▶ **Data supplied**:
--- START ---
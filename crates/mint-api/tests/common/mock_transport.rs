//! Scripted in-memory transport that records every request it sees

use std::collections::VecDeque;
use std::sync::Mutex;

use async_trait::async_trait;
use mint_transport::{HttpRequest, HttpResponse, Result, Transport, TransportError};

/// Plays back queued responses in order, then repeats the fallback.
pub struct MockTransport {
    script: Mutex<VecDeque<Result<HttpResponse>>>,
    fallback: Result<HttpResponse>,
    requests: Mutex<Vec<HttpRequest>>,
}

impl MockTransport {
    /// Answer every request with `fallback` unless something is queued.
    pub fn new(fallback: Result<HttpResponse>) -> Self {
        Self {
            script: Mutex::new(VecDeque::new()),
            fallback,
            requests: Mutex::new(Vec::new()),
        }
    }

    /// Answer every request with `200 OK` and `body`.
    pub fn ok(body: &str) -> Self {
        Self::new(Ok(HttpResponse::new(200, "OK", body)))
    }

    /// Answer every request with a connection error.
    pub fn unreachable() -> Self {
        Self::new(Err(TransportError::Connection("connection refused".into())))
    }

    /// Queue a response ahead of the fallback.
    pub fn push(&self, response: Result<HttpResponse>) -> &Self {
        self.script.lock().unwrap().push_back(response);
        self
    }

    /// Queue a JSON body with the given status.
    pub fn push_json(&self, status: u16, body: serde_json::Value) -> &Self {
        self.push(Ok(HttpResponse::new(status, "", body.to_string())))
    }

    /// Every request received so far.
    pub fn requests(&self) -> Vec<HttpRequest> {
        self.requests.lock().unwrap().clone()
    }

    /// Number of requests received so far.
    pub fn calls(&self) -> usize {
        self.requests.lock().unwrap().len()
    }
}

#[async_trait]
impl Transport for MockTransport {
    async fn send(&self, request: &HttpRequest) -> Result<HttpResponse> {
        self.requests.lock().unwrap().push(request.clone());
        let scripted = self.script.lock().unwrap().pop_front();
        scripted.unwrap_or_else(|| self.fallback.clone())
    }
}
--- END ---
--- START ---
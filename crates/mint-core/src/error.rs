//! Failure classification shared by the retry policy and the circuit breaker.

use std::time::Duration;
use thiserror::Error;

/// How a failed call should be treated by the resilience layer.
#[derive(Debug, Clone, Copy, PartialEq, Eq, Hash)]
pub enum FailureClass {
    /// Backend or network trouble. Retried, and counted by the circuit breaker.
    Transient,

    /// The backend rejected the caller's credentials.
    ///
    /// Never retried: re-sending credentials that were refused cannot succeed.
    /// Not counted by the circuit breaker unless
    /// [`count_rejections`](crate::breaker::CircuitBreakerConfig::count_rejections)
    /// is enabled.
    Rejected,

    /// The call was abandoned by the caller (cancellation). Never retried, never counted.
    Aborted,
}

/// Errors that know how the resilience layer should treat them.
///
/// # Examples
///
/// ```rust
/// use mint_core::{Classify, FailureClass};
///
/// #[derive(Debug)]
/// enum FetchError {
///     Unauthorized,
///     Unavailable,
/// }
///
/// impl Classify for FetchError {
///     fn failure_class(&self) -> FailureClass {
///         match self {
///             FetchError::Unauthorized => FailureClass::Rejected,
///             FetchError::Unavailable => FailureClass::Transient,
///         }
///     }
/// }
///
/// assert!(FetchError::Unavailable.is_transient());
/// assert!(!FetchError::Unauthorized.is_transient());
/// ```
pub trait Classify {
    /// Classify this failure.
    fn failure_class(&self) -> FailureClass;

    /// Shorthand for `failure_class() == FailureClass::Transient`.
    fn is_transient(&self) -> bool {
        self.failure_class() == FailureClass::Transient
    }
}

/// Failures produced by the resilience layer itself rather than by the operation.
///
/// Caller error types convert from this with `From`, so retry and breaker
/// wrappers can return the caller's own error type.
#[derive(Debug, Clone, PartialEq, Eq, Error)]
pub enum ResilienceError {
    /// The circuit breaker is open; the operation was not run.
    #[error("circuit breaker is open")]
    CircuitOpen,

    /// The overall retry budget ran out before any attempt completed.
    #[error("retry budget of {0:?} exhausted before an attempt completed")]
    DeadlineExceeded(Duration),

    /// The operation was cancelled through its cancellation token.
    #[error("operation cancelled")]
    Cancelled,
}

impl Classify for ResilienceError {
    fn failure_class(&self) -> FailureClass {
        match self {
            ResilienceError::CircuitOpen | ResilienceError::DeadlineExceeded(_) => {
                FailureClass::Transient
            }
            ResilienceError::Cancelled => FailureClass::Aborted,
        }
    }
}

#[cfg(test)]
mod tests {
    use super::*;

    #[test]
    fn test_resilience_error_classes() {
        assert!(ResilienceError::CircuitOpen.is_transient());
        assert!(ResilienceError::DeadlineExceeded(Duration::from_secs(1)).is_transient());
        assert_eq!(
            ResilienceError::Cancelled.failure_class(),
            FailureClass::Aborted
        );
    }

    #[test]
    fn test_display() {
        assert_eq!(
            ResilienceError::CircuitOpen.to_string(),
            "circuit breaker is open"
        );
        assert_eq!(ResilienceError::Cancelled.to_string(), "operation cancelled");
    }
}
--- END ---
--- START ---
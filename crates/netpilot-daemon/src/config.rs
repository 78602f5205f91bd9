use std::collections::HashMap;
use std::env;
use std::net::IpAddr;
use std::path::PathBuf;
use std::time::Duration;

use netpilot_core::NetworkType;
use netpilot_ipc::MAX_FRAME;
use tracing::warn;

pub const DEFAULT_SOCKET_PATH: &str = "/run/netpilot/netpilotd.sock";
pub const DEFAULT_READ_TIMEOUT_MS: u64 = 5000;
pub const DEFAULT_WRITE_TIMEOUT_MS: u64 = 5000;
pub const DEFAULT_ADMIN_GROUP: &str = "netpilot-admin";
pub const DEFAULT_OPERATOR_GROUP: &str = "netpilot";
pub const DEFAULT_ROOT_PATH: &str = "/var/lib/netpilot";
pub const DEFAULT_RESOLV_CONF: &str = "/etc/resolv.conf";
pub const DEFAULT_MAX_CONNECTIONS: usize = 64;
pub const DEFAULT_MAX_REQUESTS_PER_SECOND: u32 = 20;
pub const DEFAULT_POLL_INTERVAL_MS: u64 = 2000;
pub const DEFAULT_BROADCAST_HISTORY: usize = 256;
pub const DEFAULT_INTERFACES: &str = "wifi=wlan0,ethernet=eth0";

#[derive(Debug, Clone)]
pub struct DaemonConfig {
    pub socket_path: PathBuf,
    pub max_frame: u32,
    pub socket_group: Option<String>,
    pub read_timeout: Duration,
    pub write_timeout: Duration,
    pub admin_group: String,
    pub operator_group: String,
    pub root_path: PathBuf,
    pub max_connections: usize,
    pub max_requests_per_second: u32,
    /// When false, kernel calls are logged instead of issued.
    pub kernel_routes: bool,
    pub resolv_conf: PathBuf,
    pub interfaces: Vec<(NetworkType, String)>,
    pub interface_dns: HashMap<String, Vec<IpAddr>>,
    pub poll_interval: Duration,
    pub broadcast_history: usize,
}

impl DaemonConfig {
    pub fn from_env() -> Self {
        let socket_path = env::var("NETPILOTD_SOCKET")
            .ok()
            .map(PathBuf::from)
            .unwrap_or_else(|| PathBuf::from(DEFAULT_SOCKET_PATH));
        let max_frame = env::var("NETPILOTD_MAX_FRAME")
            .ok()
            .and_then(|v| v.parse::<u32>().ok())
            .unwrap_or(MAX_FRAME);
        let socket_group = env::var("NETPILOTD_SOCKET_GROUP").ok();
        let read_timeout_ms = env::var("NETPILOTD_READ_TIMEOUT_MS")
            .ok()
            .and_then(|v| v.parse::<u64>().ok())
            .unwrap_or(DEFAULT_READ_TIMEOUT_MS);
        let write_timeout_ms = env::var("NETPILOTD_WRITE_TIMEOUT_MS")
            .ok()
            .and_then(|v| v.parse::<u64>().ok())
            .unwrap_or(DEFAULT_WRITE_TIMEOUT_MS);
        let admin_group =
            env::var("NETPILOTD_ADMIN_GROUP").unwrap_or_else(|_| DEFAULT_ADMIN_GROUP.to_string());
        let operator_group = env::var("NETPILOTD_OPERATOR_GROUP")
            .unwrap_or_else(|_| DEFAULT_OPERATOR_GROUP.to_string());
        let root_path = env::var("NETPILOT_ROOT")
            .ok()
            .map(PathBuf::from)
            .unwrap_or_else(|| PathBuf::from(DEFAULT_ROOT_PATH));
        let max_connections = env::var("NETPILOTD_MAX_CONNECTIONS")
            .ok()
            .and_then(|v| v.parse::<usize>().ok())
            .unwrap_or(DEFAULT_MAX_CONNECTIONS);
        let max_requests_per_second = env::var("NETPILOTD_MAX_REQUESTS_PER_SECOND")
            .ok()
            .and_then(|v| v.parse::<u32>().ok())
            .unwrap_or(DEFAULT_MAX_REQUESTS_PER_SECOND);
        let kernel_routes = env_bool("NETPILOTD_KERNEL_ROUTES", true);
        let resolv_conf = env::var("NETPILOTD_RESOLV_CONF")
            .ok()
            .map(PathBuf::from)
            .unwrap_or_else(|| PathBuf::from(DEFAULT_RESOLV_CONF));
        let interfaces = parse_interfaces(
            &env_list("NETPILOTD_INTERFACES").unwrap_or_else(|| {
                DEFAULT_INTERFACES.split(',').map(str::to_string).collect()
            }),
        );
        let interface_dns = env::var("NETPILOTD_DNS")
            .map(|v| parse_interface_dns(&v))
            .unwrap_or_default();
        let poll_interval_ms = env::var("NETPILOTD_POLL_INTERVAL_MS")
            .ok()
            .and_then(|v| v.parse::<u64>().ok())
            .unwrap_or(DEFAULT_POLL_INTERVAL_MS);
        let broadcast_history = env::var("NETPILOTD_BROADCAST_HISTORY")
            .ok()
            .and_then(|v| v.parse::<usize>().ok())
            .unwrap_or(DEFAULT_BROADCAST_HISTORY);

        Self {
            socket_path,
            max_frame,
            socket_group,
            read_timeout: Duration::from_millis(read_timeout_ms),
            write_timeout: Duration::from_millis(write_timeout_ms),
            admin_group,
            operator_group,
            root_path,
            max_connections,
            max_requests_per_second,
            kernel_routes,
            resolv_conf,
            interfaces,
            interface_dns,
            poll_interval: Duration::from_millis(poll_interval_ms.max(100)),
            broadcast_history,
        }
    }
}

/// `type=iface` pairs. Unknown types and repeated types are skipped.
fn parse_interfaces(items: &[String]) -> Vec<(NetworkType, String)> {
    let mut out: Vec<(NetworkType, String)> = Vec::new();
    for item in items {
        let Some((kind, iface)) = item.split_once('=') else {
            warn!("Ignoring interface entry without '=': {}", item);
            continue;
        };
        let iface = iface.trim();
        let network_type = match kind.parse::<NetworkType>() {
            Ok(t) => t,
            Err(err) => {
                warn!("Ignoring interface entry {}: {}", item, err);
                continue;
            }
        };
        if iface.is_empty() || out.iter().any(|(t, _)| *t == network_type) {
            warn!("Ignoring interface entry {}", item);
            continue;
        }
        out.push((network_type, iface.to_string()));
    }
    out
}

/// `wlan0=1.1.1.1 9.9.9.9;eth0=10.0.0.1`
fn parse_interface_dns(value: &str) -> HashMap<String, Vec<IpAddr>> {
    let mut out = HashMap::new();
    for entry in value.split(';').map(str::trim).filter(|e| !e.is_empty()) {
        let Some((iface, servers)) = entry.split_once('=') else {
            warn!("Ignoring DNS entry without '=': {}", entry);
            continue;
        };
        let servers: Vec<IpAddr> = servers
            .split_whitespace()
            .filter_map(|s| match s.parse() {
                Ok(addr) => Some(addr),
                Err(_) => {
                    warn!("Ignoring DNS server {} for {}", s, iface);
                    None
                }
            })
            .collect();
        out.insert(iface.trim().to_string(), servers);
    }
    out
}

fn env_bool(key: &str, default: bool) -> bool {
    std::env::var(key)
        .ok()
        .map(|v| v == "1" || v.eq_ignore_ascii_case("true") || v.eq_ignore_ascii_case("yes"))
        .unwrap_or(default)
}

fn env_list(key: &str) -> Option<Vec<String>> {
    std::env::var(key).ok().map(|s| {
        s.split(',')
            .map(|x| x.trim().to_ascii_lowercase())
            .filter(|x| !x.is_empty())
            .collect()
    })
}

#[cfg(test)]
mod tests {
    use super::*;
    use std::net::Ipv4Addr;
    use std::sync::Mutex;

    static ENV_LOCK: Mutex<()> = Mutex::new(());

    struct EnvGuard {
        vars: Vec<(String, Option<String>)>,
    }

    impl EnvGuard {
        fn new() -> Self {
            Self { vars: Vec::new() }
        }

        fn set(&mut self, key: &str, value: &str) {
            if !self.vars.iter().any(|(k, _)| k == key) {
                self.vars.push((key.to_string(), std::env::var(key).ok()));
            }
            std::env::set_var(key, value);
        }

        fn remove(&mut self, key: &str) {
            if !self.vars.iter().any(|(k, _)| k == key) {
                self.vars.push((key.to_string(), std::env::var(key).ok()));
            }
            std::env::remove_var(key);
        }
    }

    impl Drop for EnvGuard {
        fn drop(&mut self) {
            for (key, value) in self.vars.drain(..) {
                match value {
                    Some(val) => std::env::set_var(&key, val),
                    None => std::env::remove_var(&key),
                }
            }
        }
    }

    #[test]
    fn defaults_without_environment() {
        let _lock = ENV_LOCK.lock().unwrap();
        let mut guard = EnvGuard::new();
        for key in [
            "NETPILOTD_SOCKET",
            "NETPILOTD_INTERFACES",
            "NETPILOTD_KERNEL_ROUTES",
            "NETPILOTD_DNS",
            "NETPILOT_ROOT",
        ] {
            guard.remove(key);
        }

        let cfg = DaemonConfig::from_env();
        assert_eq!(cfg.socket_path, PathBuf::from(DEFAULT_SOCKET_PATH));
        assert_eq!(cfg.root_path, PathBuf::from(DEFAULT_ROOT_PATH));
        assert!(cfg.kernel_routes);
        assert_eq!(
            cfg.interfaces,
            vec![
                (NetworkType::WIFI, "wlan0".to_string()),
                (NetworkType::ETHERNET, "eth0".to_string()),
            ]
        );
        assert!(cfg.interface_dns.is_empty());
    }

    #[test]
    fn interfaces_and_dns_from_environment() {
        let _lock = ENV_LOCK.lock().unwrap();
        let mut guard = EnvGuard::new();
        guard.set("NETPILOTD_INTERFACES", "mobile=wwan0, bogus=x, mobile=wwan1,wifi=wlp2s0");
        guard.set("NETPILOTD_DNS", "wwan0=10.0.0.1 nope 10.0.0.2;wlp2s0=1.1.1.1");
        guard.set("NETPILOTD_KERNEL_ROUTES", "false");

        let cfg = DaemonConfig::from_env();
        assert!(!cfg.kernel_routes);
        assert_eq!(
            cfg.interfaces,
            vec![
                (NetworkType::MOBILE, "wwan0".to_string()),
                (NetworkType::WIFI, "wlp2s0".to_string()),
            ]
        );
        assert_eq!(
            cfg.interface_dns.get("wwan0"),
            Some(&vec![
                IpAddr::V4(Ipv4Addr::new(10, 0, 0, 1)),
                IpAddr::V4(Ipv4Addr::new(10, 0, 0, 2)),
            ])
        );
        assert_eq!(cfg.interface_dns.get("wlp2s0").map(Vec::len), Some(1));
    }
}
--- END ---
▶ **Exercise brief**:
State, as a bare number, how many lines of the listing hold the word "trim".

▶ **Exercise response**:
4